Un lustro había transcurrido desde que se instalara en el Palacio de Verano, y dos lustros, desde que pareció aflojar las bridas y ponerlas en la diestra de Kuang-Hsü. La mañana del arribo de los siete demonios, ignorante, por supuesto, de su curioso vecindario, la Emperatriz Viuda se aprestó a afrontar el día, como si no fuese un día excepcional. Lo era. Se despertó, en su lecho de la Sala de la Vejez Feliz, a la que engalanaba una pintura de murciélagos multicolores, porque el murciélago, en China (accediendo a un fácil juego de palabras), es uno de los símbolos afortunados. Los quince relojes de su aposento cantaron simultáneamente, tintineando seis campanadas, y entraron las doncellas, portadoras de un tazón de leche caliente y un potaje de raíz de loto. Luego, despacio, la lavaron y la vistieron, ciñéndole una bata de seda amarilla, estival, y colocándole una tiara con varios fénix áureos e hilos de perlas que hasta los hombros le bajaban. Cuando le pusieron los zapatos manchúes, zancudos, ganó quince centímetros, lo cual le convenía, pues era muy pequeña. Los seis eunucos que guardaban la antecámara, desenvainados los sables, abrieron las puertas, y en la habitación próxima aparecieron, de hinojos, las Princesas y las damas de honor que no tenían acceso a la alcoba y que, desde el exterior, asistían a la ceremonia invisible del despertar y el vestir del Buda Viviente. La saludaron con los vocablos rituales: «Lao-Tzu-Tzung Chee-Siang» (Gran Antepasada, sé feliz), y juntas procedieron, pomposas, hasta la Sala de Audiencias.

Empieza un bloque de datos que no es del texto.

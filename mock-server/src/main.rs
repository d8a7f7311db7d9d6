use tokio::net::TcpListener;
use tracing_subscriber::EnvFilter;

#[tokio::main]
async fn main() -> Result<(), std::io::Error> {
    tracing_subscriber::fmt()
        .with_env_filter(EnvFilter::try_from_default_env().unwrap_or_else(|_| EnvFilter::new("info")))
        .init();

    let port = std::env::var("PORT").unwrap_or_else(|_| "3000".to_string());
    let addr = format!("127.0.0.1:{port}");
    let listener = TcpListener::bind(&addr).await?;
    tracing::info!(%addr, "beacon mock backend listening");
    mock_server::run(listener).await
}
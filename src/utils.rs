// src/utils.rs

/// ───────────────────────── logging gate ─────────────────────────
/// Enable lightweight tracing with: `--features verbose-logs`
#[cfg(feature = "verbose-logs")]
macro_rules! trace { ($($arg:tt)*) => { ::anchor_lang::prelude::msg!($($arg)*); } }
#[cfg(not(feature = "verbose-logs"))]
macro_rules! trace { ($($arg:tt)*) => {}; }

pub fn hex_lower(bytes: &[u8]) -> String {
    const HEX: &[u8; 16] = b"0123456789abcdef";
    let mut out = String::with_capacity(bytes.len() * 2);
    for &b in bytes {
        out.push(HEX[(b >> 4) as usize] as char);
        out.push(HEX[(b & 0x0f) as usize] as char);
    }
    out
}
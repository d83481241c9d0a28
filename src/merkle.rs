//! Lean incremental Merkle accumulator.
//!
//! Append-only binary tree with dynamic depth. A node without a right sibling is
//! carried to its parent unchanged; only a complete pair is hashed. Proof siblings
//! keep the zero element in the positions where no sibling exists, and verification
//! treats a zero sibling as "carry unchanged".
//!
//! Nodes live in an arena of per-level rows, `nodes[level][index]`; level `l` holds
//! `ceil(size / 2^l)` entries.
//!
//! Leaves must be nonzero and distinct. A zero leaf would surface as a zero sibling
//! and be skipped during verification.

use std::collections::HashMap;
use std::sync::Arc;

use ark_ff::Zero;
use parking_lot::RwLock;

use crate::constants::MAX_TREE_DEPTH;
use crate::error::{PoolError, Result};
use crate::field::{field_hex, Fr};
use crate::hasher::{Hasher, PoseidonHasher};

/// `0` for up to one leaf, `ceil(log2(size))` otherwise.
pub fn depth_for(size: u64) -> usize {
    if size <= 1 {
        0
    } else {
        (u64::BITS - (size - 1).leading_zeros()) as usize
    }
}

#[derive(Debug, Clone, PartialEq, Eq)]
pub struct InclusionProof {
    pub leaf: Fr,
    pub index: u64,
    /// `siblings[i]` pairs with the path node at level `i`; zero where none exists.
    pub siblings: Vec<Fr>,
    pub root: Fr,
}

impl InclusionProof {
    /// Depth of the accumulator when the proof was taken.
    pub fn depth(&self) -> usize {
        self.siblings.len()
    }

    /// Recompute the root from the proof alone and compare it to `self.root`.
    pub fn verify<H: Hasher + ?Sized>(&self, hasher: &H) -> Result<()> {
        let computed = verify_proof(hasher, &self.leaf, self.index, &self.siblings, self.depth())?;
        if computed != self.root {
            return Err(PoolError::RootMismatch {
                expected: field_hex(&self.root),
                computed: field_hex(&computed),
            });
        }
        Ok(())
    }

    pub fn padded_siblings(&self, max_depth: usize) -> Result<Vec<Fr>> {
        pad_siblings(&self.siblings, max_depth)
    }
}

/// Recompute a root from `leaf` and the first `depth` siblings.
///
/// Needs no accumulator: the verifying side only ever holds the proof.
pub fn verify_proof<H: Hasher + ?Sized>(
    hasher: &H,
    leaf: &Fr,
    index: u64,
    siblings: &[Fr],
    depth: usize,
) -> Result<Fr> {
    if siblings.len() < depth {
        return Err(PoolError::invalid(format!(
            "{} siblings supplied for depth {depth}",
            siblings.len()
        )));
    }

    let mut node = *leaf;
    let mut idx = index;
    for sibling in &siblings[..depth] {
        if !sibling.is_zero() {
            node = if idx & 1 == 1 {
                hasher.hash_pair(sibling, &node)?
            } else {
                hasher.hash_pair(&node, sibling)?
            };
        }
        idx >>= 1;
    }
    Ok(node)
}

/// Append zero elements until `siblings` has `max_depth` entries.
pub fn pad_siblings(siblings: &[Fr], max_depth: usize) -> Result<Vec<Fr>> {
    if siblings.len() > max_depth {
        return Err(PoolError::invalid(format!(
            "{} siblings exceed max depth {max_depth}",
            siblings.len()
        )));
    }
    let mut padded = Vec::with_capacity(max_depth);
    padded.extend_from_slice(siblings);
    padded.resize(max_depth, Fr::zero());
    Ok(padded)
}

#[derive(Debug)]
pub struct LeanAccumulator<H: Hasher = PoseidonHasher> {
    hasher: H,
    nodes: Vec<Vec<Fr>>,
    /// leaf -> index
    positions: HashMap<Fr, u64>,
    max_depth: Option<usize>,
}

impl Default for LeanAccumulator<PoseidonHasher> {
    fn default() -> Self {
        Self::new(PoseidonHasher)
    }
}

impl<H: Hasher> LeanAccumulator<H> {
    pub fn new(hasher: H) -> Self {
        Self {
            hasher,
            nodes: vec![Vec::new()],
            positions: HashMap::new(),
            max_depth: None,
        }
    }

    /// Refuses inserts once `2^max_depth` leaves are stored.
    pub fn with_max_depth(hasher: H, max_depth: usize) -> Self {
        Self {
            max_depth: Some(max_depth),
            ..Self::new(hasher)
        }
    }

    pub fn hasher(&self) -> &H {
        &self.hasher
    }

    pub fn size(&self) -> u64 {
        self.leaves().len() as u64
    }

    pub fn is_empty(&self) -> bool {
        self.size() == 0
    }

    pub fn depth(&self) -> usize {
        depth_for(self.size())
    }

    /// Zero when empty, the leaf itself for a single leaf, else node `(depth, 0)`.
    pub fn root(&self) -> Fr {
        self.nodes
            .get(self.depth())
            .and_then(|row| row.first())
            .copied()
            .unwrap_or_else(Fr::zero)
    }

    pub fn leaves(&self) -> &[Fr] {
        self.nodes.first().map(Vec::as_slice).unwrap_or(&[])
    }

    pub fn leaf(&self, index: u64) -> Option<Fr> {
        usize::try_from(index).ok().and_then(|i| self.leaves().get(i)).copied()
    }

    pub fn index_of(&self, leaf: &Fr) -> Option<u64> {
        self.positions.get(leaf).copied()
    }

    /// Append `leaf` and rehash its path; returns the assigned index.
    pub fn insert(&mut self, leaf: Fr) -> Result<u64> {
        if leaf.is_zero() {
            return Err(PoolError::invalid("zero leaf"));
        }
        if let Some(existing) = self.positions.get(&leaf) {
            return Err(PoolError::invalid(format!(
                "leaf {} already present at index {existing}",
                field_hex(&leaf)
            )));
        }

        let index = self.size();
        if let Some(max) = self.max_depth {
            if max < 64 && index >= (1u64 << max) {
                return Err(PoolError::invalid(format!(
                    "accumulator is full ({index} leaves, max depth {max})"
                )));
            }
        }

        let new_depth = depth_for(index + 1);

        // Hash the whole path before touching the arena so a hasher failure
        // leaves the tree as it was.
        let mut path = Vec::with_capacity(new_depth + 1);
        let mut node = leaf;
        let mut idx = index as usize;
        for level in 0..new_depth {
            path.push(node);
            if idx & 1 == 1 {
                let left = self.nodes[level][idx - 1];
                node = self.hasher.hash_pair(&left, &node)?;
            }
            idx >>= 1;
        }
        path.push(node);

        while self.nodes.len() <= new_depth {
            self.nodes.push(Vec::new());
        }
        let mut idx = index as usize;
        for (level, value) in path.into_iter().enumerate() {
            let row = &mut self.nodes[level];
            if idx < row.len() {
                row[idx] = value;
            } else {
                debug_assert_eq!(idx, row.len());
                row.push(value);
            }
            idx >>= 1;
        }

        self.positions.insert(leaf, index);

        trace!(
            "accumulator: leaf {} inserted, depth={}, root={}",
            index,
            new_depth,
            field_hex(&self.root())
        );
        Ok(index)
    }

    pub fn generate_proof(&self, index: u64) -> Result<InclusionProof> {
        let size = self.size();
        let leaf = self
            .leaf(index)
            .ok_or(PoolError::IndexOutOfRange { index, size })?;

        let depth = self.depth();
        let mut siblings = Vec::with_capacity(depth);
        let mut idx = index as usize;
        for row in &self.nodes[..depth] {
            siblings.push(row.get(idx ^ 1).copied().unwrap_or_else(Fr::zero));
            idx >>= 1;
        }

        Ok(InclusionProof {
            leaf,
            index,
            siblings,
            root: self.root(),
        })
    }

    /// The proof must both recompute its own root and match the current one.
    pub fn check_proof(&self, proof: &InclusionProof) -> Result<()> {
        proof.verify(&self.hasher)?;
        let root = self.root();
        if proof.root != root {
            return Err(PoolError::RootMismatch {
                expected: field_hex(&root),
                computed: field_hex(&proof.root),
            });
        }
        Ok(())
    }
}

/// Cloneable handle serializing writers and letting readers share a snapshot.
///
/// `parking_lot`'s lock parks new readers once a writer is queued, so a steady
/// stream of proof requests cannot starve deposits.
#[derive(Debug)]
pub struct SharedAccumulator<H: Hasher = PoseidonHasher> {
    inner: Arc<RwLock<LeanAccumulator<H>>>,
}

impl<H: Hasher> Clone for SharedAccumulator<H> {
    fn clone(&self) -> Self {
        Self {
            inner: Arc::clone(&self.inner),
        }
    }
}

impl<H: Hasher> SharedAccumulator<H> {
    pub fn new(accumulator: LeanAccumulator<H>) -> Self {
        Self {
            inner: Arc::new(RwLock::new(accumulator)),
        }
    }

    pub fn insert(&self, leaf: Fr) -> Result<u64> {
        self.inner.write().insert(leaf)
    }

    pub fn root(&self) -> Fr {
        self.inner.read().root()
    }

    pub fn depth(&self) -> usize {
        self.inner.read().depth()
    }

    pub fn size(&self) -> u64 {
        self.inner.read().size()
    }

    pub fn generate_proof(&self, index: u64) -> Result<InclusionProof> {
        self.inner.read().generate_proof(index)
    }

    /// Run `f` against one consistent snapshot (no insert can interleave).
    pub fn read<R>(&self, f: impl FnOnce(&LeanAccumulator<H>) -> R) -> R {
        f(&self.inner.read())
    }
}

/// Pads to the circuit's fixed sibling count.
pub fn pad_to_circuit_depth(siblings: &[Fr]) -> Result<Vec<Fr>> {
    pad_siblings(siblings, MAX_TREE_DEPTH)
}
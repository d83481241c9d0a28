//! Privacy pool core: lib.rs
//!
//! Off-chain half of a shielded pool on Solana. Deposits grow two lean Merkle
//! accumulators (state commitments and approved labels); a withdrawal pulls an
//! inclusion proof from each, assembles the circuit inputs, runs the prover and
//! encodes the resulting Groth16 proof for the on-chain verifier.

#[macro_use]
pub mod utils;

pub mod constants;
pub mod error;
pub mod field;
pub mod hasher;
pub mod merkle;
pub mod prover;
pub mod state;
pub mod withdrawal;
pub mod zk_verifier;

pub use error::{PoolError, Result};
pub use field::Fr;
pub use hasher::{Hasher, PoseidonHasher};
pub use merkle::{pad_siblings, verify_proof, InclusionProof, LeanAccumulator, SharedAccumulator};
pub use prover::{
    prove_withdrawal, prove_withdrawals_parallel, ProverConfig, ProvingEngine, SnarkjsProver,
};
pub use state::RootHistory;
pub use withdrawal::{
    Commitment, RagequitInputs, WithdrawalInputBuilder, WithdrawalInputs, WithdrawalRequest,
};
pub use zk_verifier::{encode_verifier_payload, ProofArtifact};
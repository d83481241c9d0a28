//! Proof artifacts and their encoding for the on-chain Groth16 verifier.

pub mod solana_verifier;
pub mod types;

#[cfg(feature = "real-crypto")]
pub mod groth16;

// Re-export encoders
pub use solana_verifier::{
    decode_verifier_payload,
    encode_g1_for_verifier,
    encode_g2_for_verifier,
    encode_proof,
    encode_public_signal,
    encode_public_signals,
    encode_verifier_payload,
    EncodedProof,
    VerifierPayload,
};

// Re-export types
pub use types::{
    public_signals_from_json,
    ProofArtifact,
    RagequitPublicSignals,
    SnarkjsProof,
    WithdrawPublicSignals,
};

#[cfg(feature = "real-crypto")]
pub use groth16::OffchainVerifier;
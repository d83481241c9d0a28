//! Protocol-wide constants


// ==================================
// BN254 moduli
// ==================================

/// Scalar-field modulus `r` (decimal). Every leaf, node and public signal is below it.
pub const SCALAR_FIELD_MODULUS_DEC: &str =
    "21888242871839275222246405745257275088548364400416034343698204186575808495617";

/// Base-field modulus `q` (big-endian). Curve-point coordinates live below it.
pub const BASE_FIELD_MODULUS_BE: [u8; 32] = [
    0x30,0x64,0x4e,0x72,0xe1,0x31,0xa0,0x29,0xb8,0x50,0x45,0xb6,0x81,0x81,0x58,0x5d,
    0x97,0x81,0x6a,0x91,0x68,0x71,0xca,0x8d,0x3c,0x20,0x8c,0x16,0xd8,0x7c,0xfd,0x47,
];

// ==========================
// Accumulator configuration
// ==========================

/// Sibling arrays handed to the withdrawal circuit are padded to this depth.
pub const MAX_TREE_DEPTH: usize = 32;

/// How many historical state roots are accepted for a withdrawal.
pub const ROOT_HISTORY_SIZE: usize = 64;

// ==================================
// Groth16 / BN254 byte-size helpers
// ==================================

/// Field element size in bytes (BN254 Fr)
pub const FIELD_BYTES: usize = 32;
/// G1 point = (x,y) = 2 * 32
pub const G1_BYTES: usize = 64;
/// G2 point = (x.im, x.re, y.im, y.re) = 4 * 32
pub const G2_BYTES: usize = 128;
/// Groth16 proof bytes = A(G1) + B(G2) + C(G1)
pub const PROOF_BYTES_LEN: usize = G1_BYTES + G2_BYTES + G1_BYTES; // 256
/// Little-endian u32 prefix carrying the public-signal count.
pub const SIGNAL_COUNT_BYTES: usize = 4;

// =====================================================
// Public-signal counts (must match the circuits)
// =====================================================

/// withdraw publicSignals count:
/// [withdrawnValue, stateRoot, stateTreeDepth, ASPRoot, ASPTreeDepth, context,
///  newCommitmentHash, existingNullifierHash]
pub const NPUB_WITHDRAW: usize = 8;

/// ragequit publicSignals count:
/// [value, label, commitmentHash, nullifierHash]
pub const NPUB_RAGEQUIT: usize = 4;

/// Positions inside the withdraw signal vector.
pub mod withdraw_idx {
    pub const WITHDRAWN_VALUE: usize         = 0;
    pub const STATE_ROOT: usize              = 1;
    pub const STATE_TREE_DEPTH: usize        = 2;
    pub const ASP_ROOT: usize                = 3;
    pub const ASP_TREE_DEPTH: usize          = 4;
    pub const CONTEXT: usize                 = 5;
    pub const NEW_COMMITMENT_HASH: usize     = 6;
    pub const EXISTING_NULLIFIER_HASH: usize = 7;
}

/// Positions inside the ragequit signal vector.
pub mod ragequit_idx {
    pub const VALUE: usize           = 0;
    pub const LABEL: usize           = 1;
    pub const COMMITMENT_HASH: usize = 2;
    pub const NULLIFIER_HASH: usize  = 3;
}

// ============
// Derivations
// ============

/// Domain tag prepended when hashing a withdrawal into its context value.
pub const WITHDRAWAL_CONTEXT_DOMAIN: &[u8] = b"IPrivacyPool.Withdrawal";

/// Widest Poseidon instance the circom parameters cover.
pub const MAX_POSEIDON_INPUTS: usize = 12;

No tuvo tiempo la Emperatriz Viuda para conversar con sus damas. Sin embargo, algo, instintivo, le indicó cierta vaga singularidad en ellas. Tal vez fuera la forma en que pronunciaron el saludo, porque Tzu-Hsi extremaba la exigencia pedante en lo que atañe al rigor fonético. De cualquier modo, ya se sucedía la recepción de sus parientes y favoritos, adornados con botones jerárquicos y con plumas de pavo real, que rozaban nueve veces con la cabeza el piso de mármol y que, según su costumbre, iban a pedirle otras dádivas y a referirle patrañas, comadreos e intrigas. Todos ellos integraban el sector más cerrado, apegado a los usos y celoso de privilegios, de la Corte. Desde la altura de su sitial, la Vieja Buda los observaba, fingiendo una arrogante indiferencia, cuando la verdad es que nada la fascinaba tanto como la murmuración, y que después, durante horas, no cesaría de rumiar esas habladurías cortesanas, de las cuales estaban tan hambrientos sus oídos como de los poemas de Li-Tai. Sus ojos inquisidores iban también hacia el grupo de las Princesas, quienes permanecían inmóviles, a un lado, en esa confusa habitación donde las piezas magníficas de épocas remotas, los monstruos de bronce, los pebeteros, los vasos con lirios, lotos y orquídeas, los rollos con gigantescas inscripciones, trazadas por emperadores y por sabios, se mezclaban con objetos mediocres o feos, traídos de Europa por viajeros chinos, y con tres pianos, dos de ellos verticales, que no sonaban nunca. Y se detenían en especial sobre el grupo familiar y femenino, porque todavía no acertaba a discernir la razón de su extrañeza. La Princesa Crisantemo de Confucio, tan bien educada, le pareció menos rígida, menos solemne, que en otras ocasiones. Se apoyaba en sus vecinas y oscilaba apenas, como si la dominase el sueño. Se propuso, en consecuencia, escrutarlas en el paseo habitual, y averiguar qué acontecía. Cuanto se saliese del ritmo áulico la enfurecía y la desconcertaba, como un crimen de lesa majestad, y era obvio que las Princesas (las viudas y las vírgenes) no actuaban normalmente. Quizás cabía atribuirlo a su nervioso estado de mujeres privadas del intercambio que la naturaleza impone y rodeadas por una afligente miríada de eunucos. Eso era, sin duda, lo más susceptible de irritar a la Emperatriz. Para ella, una Princesa debía suprimir las alegrías y las pesadumbres del sexo, que no condecían con el lujo desdeñoso de su sangre.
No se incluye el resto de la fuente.